--- Records shown Enclosed Below ---

//! `webroll watch` command implementation.

use crate::host::{NativeFs, OutputChannel};
use miette::{IntoDiagnostic, Result};
use std::path::Path;
use std::sync::Arc;
use tracing::info;
use webroll_core::{Session, Settings};

/// Build once, then rebuild on every change until Ctrl-C.
pub async fn run(cwd: &Path, settings: Settings) -> Result<()> {
    let session = Session::builder(Arc::new(NativeFs::new(cwd)), settings)
        .sink(Arc::new(OutputChannel))
        .build();

    session.start_watch().await.into_diagnostic()?;
    info!(root = %cwd.display(), "Watching; press Ctrl-C to stop");

    tokio::signal::ctrl_c().await.into_diagnostic()?;
    session.stop_watch().await;
    Ok(())
}
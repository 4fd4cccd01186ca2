pub mod build;
pub mod watch;

use clap::Args;
use webroll_core::config::DEFAULT_CONFIG_FILE;
use webroll_core::{OutputFormat, Settings};

/// Workspace settings shared by `build` and `watch`.
///
/// Except for `--config` and `--alias`, these only seed the config file
/// written on first run; an existing config file wins.
#[derive(Args, Debug, Clone)]
pub struct WorkspaceArgs {
    /// Build config file, relative to the workspace root
    #[arg(long, value_name = "PATH", default_value = DEFAULT_CONFIG_FILE)]
    pub config: String,

    /// Default entry point
    #[arg(long, default_value = "src/index.ts")]
    pub entry: String,

    /// Default output format (esm, cjs, iife)
    #[arg(long, default_value = "esm", value_parser = parse_format)]
    pub format: OutputFormat,

    /// Default output directory
    #[arg(long, default_value = "dist")]
    pub outdir: String,

    /// Minify output by default
    #[arg(long)]
    pub minify: bool,

    /// Import alias (e.g., @=/src), repeatable; first match wins
    #[arg(long = "alias", value_name = "FROM=TO", value_parser = parse_alias)]
    pub aliases: Vec<(String, String)>,
}

impl WorkspaceArgs {
    /// Settings for a workspace rooted at the filesystem root.
    pub fn settings(&self) -> Settings {
        self.aliases.iter().fold(
            Settings::default()
                .with_config_file(self.config.clone())
                .with_default_entry(self.entry.clone())
                .with_format(self.format)
                .with_outdir(self.outdir.clone())
                .with_minify(self.minify),
            |settings, (from, to)| settings.with_alias(from.clone(), to.clone()),
        )
    }
}

fn parse_format(s: &str) -> Result<OutputFormat, String> {
    s.parse()
}

fn parse_alias(s: &str) -> Result<(String, String), String> {
    let (from, to) = s
        .split_once('=')
        .ok_or_else(|| format!("invalid alias '{s}' (expected FROM=TO)"))?;
    let from = from.trim();
    if from.is_empty() {
        return Err(format!("invalid alias '{s}' (empty FROM)"));
    }
    Ok((from.to_string(), to.trim().to_string()))
}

--- End of Enclosed Records shown ---

Task prompt >>
Each line that contains the string "OutputChannel" should be copied from the data above.

Completed exercise >>
use crate::host::{NativeFs, OutputChannel};
        .sink(Arc::new(OutputChannel))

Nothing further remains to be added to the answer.